SOURCE DATA.
○ ○ ○ ○ ○ ○ ○

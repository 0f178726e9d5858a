// Chorus multi-endpoint conversational swarm
// Main entry point for the chorus binary

use clap::Parser;
use chorus_engine::cli::{Cli, Command};
use chorus_engine::config::Config;
use chorus_engine::handlers::{
    handle_aggregate, handle_ask, handle_broadcast, handle_check, handle_converse, handle_kinds,
    handle_reset, handle_vote, OutputFormat,
};
use chorus_engine::orchestrator::AggregateOptions;
use chorus_engine::telemetry::{init_telemetry, init_telemetry_with_level};

#[tokio::main]
async fn main() -> anyhow::Result<()> {
    // Parse CLI arguments
    let cli = Cli::parse();

    // Load configuration (or use custom path if provided)
    let config = match &cli.config {
        Some(config_path) => Config::load_from_path(config_path),
        None => Config::load_or_create(),
    };
    let config = match config {
        Ok(config) => config,
        Err(e) => {
            init_telemetry();
            tracing::error!("{}", e);
            return Err(e.into());
        }
    };

    // --log wins over the config file; RUST_LOG wins over both
    let level = cli
        .log
        .clone()
        .unwrap_or_else(|| config.swarm.effective_log_level().to_string());
    init_telemetry_with_level(&level);

    let version = env!("CARGO_PKG_VERSION");
    let commit = env!("GIT_COMMIT_HASH");
    let timestamp = env!("BUILD_TIMESTAMP");
    tracing::info!("Chorus v{} ({} - {})", version, commit, timestamp);

    // Determine output format
    let format = if cli.json {
        OutputFormat::Json
    } else {
        OutputFormat::Text
    };

    match cli.command {
        Command::Kinds => handle_kinds(&config, format).await,

        Command::Check => handle_check(&config, format).await,

        Command::Ask { tag, prompt } => {
            tracing::info!("Asking {}", tag);
            handle_ask(&config, &tag, &prompt, format).await
        }

        Command::Broadcast { prompt, exclude } => handle_broadcast(&config, &prompt, &exclude, format).await,

        Command::Aggregate {
            prompt,
            aggregators,
            agg_prompt,
            include_aggregators,
            no_reset,
        } => {
            let options = AggregateOptions {
                exclude_aggregators: !include_aggregators,
                reset_before: !no_reset,
            };
            handle_aggregate(&config, &prompt, &aggregators, &agg_prompt, options, format).await
        }

        Command::Vote { prompt, voting_prompt } => handle_vote(&config, &prompt, &voting_prompt, format).await,

        Command::Converse {
            intro1,
            intro2,
            rounds,
            no_use_response,
        } => handle_converse(&config, &intro1, &intro2, rounds, !no_use_response, format).await,

        Command::Reset { tag } => handle_reset(&config, &tag, format).await,
    }
}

○ ○ ○ ○ ○ ○ ○

INSTRUCTIONS TO FOLLOW.
Could you return all lines from the data above that contain the string "version"?

SOLUTION TO THE EXERCISE.
    let version = env!("CARGO_PKG_VERSION");
    tracing::info!("Chorus v{} ({} - {})", version, commit, timestamp);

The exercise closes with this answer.